Nie udało się odwołać starosty nyskiego Andrzeja Kruczkiewicza podczas dzisiejszej (04.03), przedostatniej w tej kadencji, sesji rady powiatu.
Wnioskodawcy mieli długą listę zarzutów do rządzącego samorządem terytorialnym polityka Prawa i Sprawiedliwości. To m.in. zarządzanie szpitalem, edukacją czy inwestycjami drogowymi. Głosowanie radnych nie doprowadziło do odwołania włodarza.
- Cieszę się, że dokończymy kadencję normalnie - mówi starosta Kruczkiewicz. - Dobrze, że nie doszło do absurdu zmiany starosty na miesiąc przed wyborami. Zarzuca się mi wiele rzeczy, ale jakbym zapytał pana Palimąki o inwestycje, jakie realizujemy to pewnie nie potrafiłby wymienić połowy.

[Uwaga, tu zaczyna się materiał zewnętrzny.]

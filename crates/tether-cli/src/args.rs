//! CLI argument parsing with clap derive macros.

use clap::{Parser, Subcommand};
use tether_core::protocol::SessionId;

/// Keep shells running in the background and reattach to them later.
///
/// A daemon holds every shell in its own pseudo-terminal. Sessions survive
/// the terminal that started them; detach from an attached session with
/// Ctrl-].
#[derive(Debug, Parser)]
#[command(name = "tether", version)]
pub struct Cli {
    #[command(subcommand)]
    pub command: Commands,
}

#[derive(Debug, Subcommand)]
pub enum Commands {
    /// Start a new session running a shell, or a command under the shell
    #[command(after_help = "\
Examples:
  tether spawn                          # Interactive shell
  tether spawn top                      # Command run via $SHELL -c
  tether spawn make -j8 test            # Arguments are joined with spaces")]
    Spawn(SpawnArgs),

    /// List running sessions
    List(ListArgs),

    /// Attach this terminal to a session (detach with Ctrl-])
    Attach(AttachArgs),

    /// Kill a session's process
    Kill(KillArgs),

    /// Start the daemon process (usually auto-started)
    Daemon,
}

#[derive(Debug, clap::Args)]
pub struct SpawnArgs {
    /// Command and arguments to run (default: an interactive shell)
    #[arg(num_args = 0.., trailing_var_arg = true, allow_hyphen_values = true)]
    pub command: Vec<String>,
}

impl SpawnArgs {
    /// The command line sent to the daemon, if any.
    pub fn command_line(&self) -> Option<String> {
        (!self.command.is_empty()).then(|| self.command.join(" "))
    }
}

#[derive(Debug, clap::Args)]
pub struct ListArgs {
    /// Print the sessions as a JSON array
    #[arg(long)]
    pub json: bool,
}

#[derive(Debug, clap::Args)]
pub struct AttachArgs {
    /// Session id as printed by `spawn` and `list`
    pub id: SessionId,
}

#[derive(Debug, clap::Args)]
pub struct KillArgs {
    /// Session id as printed by `spawn` and `list`
    pub id: SessionId,
}
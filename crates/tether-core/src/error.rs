//! Error types shared by the daemon and its clients.
//!
//! The `Display` text of both enums is what travels after `ERROR ` on the
//! wire, so it is kept short and stable.

use thiserror::Error;

use crate::protocol::SessionId;

/// Reply text for any id that names no live session.
pub const NO_SUCH_SESSION: &str = "no such session";

/// A request or reply line that could not be understood.
#[derive(Debug, Clone, PartialEq, Eq, Error)]
pub enum ProtocolError {
    #[error("empty request")]
    Empty,

    #[error("unknown command")]
    UnknownCommand(String),

    #[error("invalid session id '{0}'")]
    InvalidSessionId(String),

    #[error("usage: {0}")]
    Usage(&'static str),

    #[error("request too long (limit {0} bytes)")]
    TooLong(usize),

    #[error("malformed reply '{0}'")]
    MalformedReply(String),
}

/// A session operation the daemon could not carry out.
#[derive(Debug, Error)]
pub enum SessionError {
    #[error("no such session")]
    NotFound(SessionId),

    #[error("session {0} is already attached")]
    AlreadyAttached(SessionId),

    #[error("failed to spawn: {0}")]
    SpawnFailed(String),

    #[error("failed to signal session {id}: {source}")]
    SignalFailed {
        id: SessionId,
        #[source]
        source: std::io::Error,
    },

    #[error("failed to resize session {id}: {reason}")]
    ResizeFailed { id: SessionId, reason: String },

    #[error("failed to open session {id}: {reason}")]
    StreamFailed { id: SessionId, reason: String },
}

impl SessionError {
    pub fn spawn_failed(reason: impl std::fmt::Display) -> Self {
        SessionError::SpawnFailed(format!("{:#}", reason))
    }
}

#[cfg(test)]
mod tests {
    use super::*;

    #[test]
    fn test_not_found_message_is_stable() {
        // Clients match on this exact text.
        assert_eq!(
            SessionError::NotFound(SessionId(9)).to_string(),
            "no such session"
        );
        assert_eq!(SessionError::NotFound(SessionId(1)).to_string(), NO_SUCH_SESSION);
    }

    #[test]
    fn test_unknown_command_hides_the_verb() {
        let err = ProtocolError::UnknownCommand("FROB".to_string());
        assert_eq!(err.to_string(), "unknown command");
    }

    #[test]
    fn test_already_attached_names_the_session() {
        assert_eq!(
            SessionError::AlreadyAttached(SessionId(4)).to_string(),
            "session 4 is already attached"
        );
    }

    #[test]
    fn test_spawn_failed_flattens_context_chain() {
        let err = SessionError::spawn_failed("No such file or directory");
        assert_eq!(
            err.to_string(),
            "failed to spawn: No such file or directory"
        );
    }
}
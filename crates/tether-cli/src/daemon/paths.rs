//! Socket, PID and log file path resolution.
//!
//! Priority for the runtime directory:
//! 1. `TETHER_SOCKET_DIR` (explicit override)
//! 2. `XDG_RUNTIME_DIR/tether` (Linux standard)
//! 3. `~/.tether` (home directory fallback)
//! 4. `$TMPDIR/tether` (last resort)
//!
//! The directory holds `tether.sock`, `tether.pid` and `tether.log`.

use std::env;
use std::path::PathBuf;

const SOCKET_FILE: &str = "tether.sock";
const PID_FILE: &str = "tether.pid";
const LOG_FILE: &str = "tether.log";

/// Get the runtime directory with priority fallback.
///
/// Empty environment values are ignored.
pub fn get_socket_dir() -> PathBuf {
    if let Ok(dir) = env::var("TETHER_SOCKET_DIR") {
        if !dir.is_empty() {
            return PathBuf::from(dir);
        }
    }

    if let Ok(runtime_dir) = env::var("XDG_RUNTIME_DIR") {
        if !runtime_dir.is_empty() {
            return PathBuf::from(runtime_dir).join("tether");
        }
    }

    if let Some(home) = dirs::home_dir() {
        return home.join(".tether");
    }

    env::temp_dir().join("tether")
}

/// Path of the control socket.
pub fn get_socket_path() -> PathBuf {
    get_socket_dir().join(SOCKET_FILE)
}

/// Path of the PID file written next to the socket.
pub fn get_pid_path() -> PathBuf {
    get_socket_dir().join(PID_FILE)
}

/// Where an auto-started daemon sends its log output.
pub fn get_log_path() -> PathBuf {
    get_socket_dir().join(LOG_FILE)
}

/// Ensure the runtime directory exists and is private (0700).
pub fn ensure_socket_dir() -> std::io::Result<()> {
    let dir = get_socket_dir();
    std::fs::create_dir_all(&dir)?;

    use std::os::unix::fs::PermissionsExt;
    std::fs::set_permissions(&dir, std::fs::Permissions::from_mode(0o700))?;

    Ok(())
}
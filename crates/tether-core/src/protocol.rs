//! Line protocol spoken over the control socket.
//!
//! Every connection carries exactly one request line. Replies are
//! newline-terminated lines; `ATTACH` switches the connection to a raw
//! byte stream after its `OK ATTACH` reply.

use std::fmt;
use std::str::FromStr;

use serde::{Deserialize, Serialize};

use crate::error::{ProtocolError, NO_SUCH_SESSION};

/// Byte that ends an attachment when it arrives from the client side (Ctrl-]).
pub const DETACH_BYTE: u8 = 0x1D;

/// Upper bound on the length of a request line.
pub const MAX_REQUEST_LEN: usize = 4096;

/// Identifier of a session, unique for the lifetime of a daemon.
#[derive(Debug, Clone, Copy, PartialEq, Eq, PartialOrd, Ord, Hash, Serialize, Deserialize)]
#[serde(transparent)]
pub struct SessionId(pub u64);

impl fmt::Display for SessionId {
    fn fmt(&self, f: &mut fmt::Formatter<'_>) -> fmt::Result {
        write!(f, "{}", self.0)
    }
}

impl FromStr for SessionId {
    type Err = ProtocolError;

    fn from_str(s: &str) -> Result<Self, Self::Err> {
        match s.parse::<u64>() {
            Ok(id) if id > 0 => Ok(Self(id)),
            _ => Err(ProtocolError::InvalidSessionId(s.to_string())),
        }
    }
}

/// Terminal window size in character cells.
#[derive(Debug, Clone, Copy, PartialEq, Eq)]
pub struct WindowSize {
    pub rows: u16,
    pub cols: u16,
}

impl WindowSize {
    fn parse(verb: &'static str, rows: &str, cols: &str) -> Result<Self, ProtocolError> {
        let parse_dim = |s: &str| match s.parse::<u16>() {
            Ok(n) if n > 0 => Ok(n),
            _ => Err(ProtocolError::Usage(verb)),
        };
        Ok(Self {
            rows: parse_dim(rows)?,
            cols: parse_dim(cols)?,
        })
    }
}

/// A request sent by a client.
#[derive(Debug, Clone, PartialEq, Eq)]
pub enum Request {
    /// Start a new session, running `command` through the shell if given.
    Spawn { command: Option<String> },
    /// Enumerate live sessions.
    List,
    /// Send SIGKILL to a session's process.
    Kill { id: SessionId },
    /// Stream the session's terminal over this connection.
    Attach {
        id: SessionId,
        size: Option<WindowSize>,
    },
    /// Change the session's window size.
    Resize { id: SessionId, size: WindowSize },
}

const ATTACH_USAGE: &str = "ATTACH <id> [<rows> <cols>]";
const KILL_USAGE: &str = "KILL <id>";
const RESIZE_USAGE: &str = "RESIZE <id> <rows> <cols>";

impl FromStr for Request {
    type Err = ProtocolError;

    fn from_str(line: &str) -> Result<Self, Self::Err> {
        let line = line.trim_end_matches(['\r', '\n']);
        let line = line.trim_start_matches(' ');
        let (verb, rest) = match line.split_once(' ') {
            Some((verb, rest)) => (verb, rest),
            None => (line, ""),
        };
        let args: Vec<&str> = rest.split(' ').filter(|a| !a.is_empty()).collect();

        match verb {
            "" => Err(ProtocolError::Empty),
            "SPAWN" => {
                let command = rest.trim_matches(' ');
                Ok(Request::Spawn {
                    command: (!command.is_empty()).then(|| command.to_string()),
                })
            }
            "LIST" if args.is_empty() => Ok(Request::List),
            "LIST" => Err(ProtocolError::Usage("LIST")),
            "KILL" => match args.as_slice() {
                [id] => Ok(Request::Kill { id: id.parse()? }),
                _ => Err(ProtocolError::Usage(KILL_USAGE)),
            },
            "ATTACH" => match args.as_slice() {
                [id] => Ok(Request::Attach {
                    id: id.parse()?,
                    size: None,
                }),
                [id, rows, cols] => Ok(Request::Attach {
                    id: id.parse()?,
                    size: Some(WindowSize::parse(ATTACH_USAGE, rows, cols)?),
                }),
                _ => Err(ProtocolError::Usage(ATTACH_USAGE)),
            },
            "RESIZE" => match args.as_slice() {
                [id, rows, cols] => Ok(Request::Resize {
                    id: id.parse()?,
                    size: WindowSize::parse(RESIZE_USAGE, rows, cols)?,
                }),
                _ => Err(ProtocolError::Usage(RESIZE_USAGE)),
            },
            _ => Err(ProtocolError::UnknownCommand(verb.to_string())),
        }
    }
}

/// Renders the request as a single line, without the trailing newline.
impl fmt::Display for Request {
    fn fmt(&self, f: &mut fmt::Formatter<'_>) -> fmt::Result {
        match self {
            Request::Spawn { command: None } => write!(f, "SPAWN"),
            Request::Spawn {
                command: Some(command),
            } => write!(f, "SPAWN {}", command),
            Request::List => write!(f, "LIST"),
            Request::Kill { id } => write!(f, "KILL {}", id),
            Request::Attach { id, size: None } => write!(f, "ATTACH {}", id),
            Request::Attach {
                id,
                size: Some(size),
            } => write!(f, "ATTACH {} {} {}", id, size.rows, size.cols),
            Request::Resize { id, size } => {
                write!(f, "RESIZE {} {} {}", id, size.rows, size.cols)
            }
        }
    }
}

/// One line of a daemon reply.
#[derive(Debug, Clone, PartialEq, Eq)]
pub enum Reply {
    /// `OK <id>`: a session was spawned.
    Spawned(SessionId),
    /// `SESSION <id> pid=<pid>`: one entry of a listing.
    Session(SessionEntry),
    /// `DONE`: end of a listing.
    Done,
    /// `OK killing session <id>`.
    Killing(SessionId),
    /// `OK ATTACH`: raw streaming follows.
    Attached,
    /// `OK resized <id>`.
    Resized(SessionId),
    /// `ERROR <message>`.
    Error(String),
}

/// A session as reported by `LIST`.
#[derive(Debug, Clone, Copy, PartialEq, Eq, Serialize, Deserialize)]
pub struct SessionEntry {
    pub id: SessionId,
    pub pid: u32,
}

impl Reply {
    /// Build an error reply from anything displayable.
    pub fn error(message: impl fmt::Display) -> Self {
        Reply::Error(message.to_string())
    }

    pub fn is_error(&self) -> bool {
        matches!(self, Reply::Error(_))
    }

    /// Render the reply as a wire line including the newline.
    pub fn to_line(&self) -> String {
        format!("{}\n", self)
    }
}

impl fmt::Display for Reply {
    fn fmt(&self, f: &mut fmt::Formatter<'_>) -> fmt::Result {
        match self {
            Reply::Spawned(id) => write!(f, "OK {}", id),
            Reply::Session(entry) => write!(f, "SESSION {} pid={}", entry.id, entry.pid),
            Reply::Done => write!(f, "DONE"),
            Reply::Killing(id) => write!(f, "OK killing session {}", id),
            Reply::Attached => write!(f, "OK ATTACH"),
            Reply::Resized(id) => write!(f, "OK resized {}", id),
            Reply::Error(message) => write!(f, "ERROR {}", message),
        }
    }
}

impl FromStr for Reply {
    type Err = ProtocolError;

    fn from_str(line: &str) -> Result<Self, Self::Err> {
        let line = line.trim_end_matches(['\r', '\n']);
        let malformed = || ProtocolError::MalformedReply(line.to_string());

        if line == "DONE" {
            return Ok(Reply::Done);
        }
        if line == "OK ATTACH" {
            return Ok(Reply::Attached);
        }
        if let Some(message) = line.strip_prefix("ERROR ") {
            return Ok(Reply::Error(message.to_string()));
        }
        if let Some(id) = line.strip_prefix("OK killing session ") {
            return Ok(Reply::Killing(id.parse()?));
        }
        if let Some(id) = line.strip_prefix("OK resized ") {
            return Ok(Reply::Resized(id.parse()?));
        }
        if let Some(id) = line.strip_prefix("OK ") {
            return Ok(Reply::Spawned(id.parse()?));
        }
        if let Some(rest) = line.strip_prefix("SESSION ") {
            let (id, pid) = rest.split_once(" pid=").ok_or_else(malformed)?;
            let pid = pid.parse().map_err(|_| malformed())?;
            return Ok(Reply::Session(SessionEntry {
                id: id.parse()?,
                pid,
            }));
        }
        Err(malformed())
    }
}

/// How the daemon answers a request line it could not parse.
///
/// An id that does not parse names no session, and a blank line is just
/// another unknown command.
impl From<ProtocolError> for Reply {
    fn from(err: ProtocolError) -> Self {
        match err {
            ProtocolError::InvalidSessionId(_) => Reply::error(NO_SUCH_SESSION),
            ProtocolError::Empty => Reply::error(ProtocolError::UnknownCommand(String::new())),
            other => Reply::error(other),
        }
    }
}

Do odwołania zarządu powiatu potrzeba 3/5 głosów, czyli w tym wypadku 15. Na 17 głosujących radnych 13 było za, 2 się wstrzymało od głosu, a 2 rajców było za odrzuceniem wniosku.
- Matematycznie starosta przegrał i radni chcą jego odwołania - powiedział radny Koalicji Obywatelskiej Daniel Palimąka. - I wystawiła panu Kruczkiewiczowi czerwoną kartkę. To duży sygnał. Wierzę jednak, że 7 kwietnia mieszkańcy zakończą ten smutny czas dla powiatu nyskiego.
Podczas dzisiejszej sesji obecnych było 24 radnych. Siedmiu nie wzięło udziału w głosowaniu nad wnioskiem odwołania starosty.